Name of the project: Sequences
Federico Robbiano and Luca Scardulla
with Laura Davite, Linda Consiglieri, Riccardo Gelmini, Alberto Righetti
Design: May 2020 – June 2021
Construction start: February 2022
Completion: September 2022
Size: 60 square meters (645 square feet)
Floor: oak hardwood flooring (Effebi Parquet)
Partition: glossy green stoneware, color Verde Alpi Lucido (CEDIT – Ceramiche d’Italia)
Bathroom: marble-effect stoneware wall tiles
Saint Laurent (Marazzi)
We are in Milan, in the Buenos Aires – Loreto neighborhood, just a half-hour walk from the Cathedral. The apartment extends over sixty square meters, on the fifth floor of a mid-twentieth-century building on the corner of Corso Buenos Aires and Via Spontini. The abundance of natural light is the highlight of the apartment renovated by the Genoese studio llabb for a young professional who splits his time between the Ligurian capital and Milan.
Thanks to the skillful renovation by Federico Robbiano and Luca Scardulla, the apartment has a new layout that streamlines connections within the living area and screens the bedroom.
“The rhythmic sequence of the south-facing openings becomes an element of connection between the various areas of this apartment which feels more spacious.”

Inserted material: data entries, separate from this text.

//! Utility modules supporting the ingestion pipeline.
//!
//! - [`deduplicate_records`]: Drop repeated records by provider-qualified identity
//! - [`HttpClient`]: HTTP client with a call timeout and a retry policy
//! - [`RetryConfig`]: Configuration for retry logic with exponential backoff
//! - [`with_retry`]: Execute an operation with automatic retry on transient errors
//!
//! # Retry with Backoff
//!
//! ```rust,no_run
//! use research_harvest::utils::{with_retry, RetryConfig};
//! use research_harvest::sources::SourceError;
//!
//! # async fn fetch_data() -> Result<String, SourceError> { Ok("data".to_string()) }
//! # #[tokio::main]
//! # async fn main() -> Result<(), SourceError> {
//! let config = RetryConfig::default();
//! let data = with_retry(&config, "fetch data", || fetch_data()).await?;
//! # Ok(())
//! # }
//! ```

mod dedup;
mod http;
mod retry;

pub use dedup::deduplicate_records;
pub use http::{HttpClient, HttpClientBuilder, DEFAULT_TIMEOUT};
pub use retry::{with_retry, RetryConfig, TransientError};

The new layout is intended as a sequence of areas punctuated by the six large south-facing windows, arranged evenly on the wall facing the entry door.
— The first area is the entrance hall, a long and bright rectangular space that opens directly onto the living room, the center of the home and family life.
— The second area, to the right, contains the kitchen and dining area and is visually open onto the living room. The linear kitchen is parallel to the wall on which the windows are arranged, while the furnishings are perpendicular to them in order to accommodate and accentuate their rhythm.
— The sleeping quarters are located to the left of the entrance area, divided by a partition that is orthogonal to the sequence of windows. Clad in glossy green stoneware, the partition includes two large sliding doors, each containing a semicircular opaline glass element. When the doors are open, the two elements come together in a translucent circle that evokes the image of a milky moon. When the doors are closed and the living area is thus separated from the sleeping quarters, the two semicircular elements reveal a compartment, carved into the partition, that houses a bookcase and television set which can be moved frontward into the living room.
“The sharpness of these geometries contrasts with the softness of the light filtering through them”
Thanks to sliding doors, the domestic space defines greater or lesser levels of intimacy. Variable scenes can be created as well, allowing or preventing visual interactions along the apartment.
“The two sliding doors not only define the space, but through the relationship between solids and voids and their transparencies they interact with the set-up and become elements of ever-changing interaction between the visitor and the environment. They are dynamic elements of play and discovery.”
Continuity is provided by the oak hardwood flooring, laid in a French herringbone pattern, which runs throughout the apartment and lends warmth to the sequence of ambiences. On it, the sun, through the array of windows and their thick oak casings, draws sharp, ever-changing shadows that enhance the geometric quality of the project. Two long curtains flow to entirely cover the windowed wall, capturing the light and diffusing it into the apartment, without ever completely obscuring the view to the outside.
“The tension between spaces is a theme to which as a studio we have always devoted much attention. These, placed in sequence, must be anticipated without being revealed. They must be divided, yet united.”
In contrast to the milk-like softness of the living and sleeping areas, the bathroom features more dramatic tones and playful reflections. The wall tiles are marble-look stoneware, enlivened by a custom-made oak bathroom cabinet.
The furnishings, few and pared down, characterize the spaces without cluttering them with their presence. All closets and storage spaces are custom-made and are neutral in their colors and materials, so as to allow more expressiveness to the some pieces of design, some more contemporary (such as Rodolfo Dordoni’s Filigree table or Ron Gilad’s Panna Cotta bedside table), others more classic (such as Gio Ponti’s Bilia lamp), in addition to some Scandinavian modernist pieces (the cupboard, for example)
With this Milanese apartment, the young architects at llabb, already valued for their ability to develop bespoke, vibrant and original design solutions, offer further proof of their skills.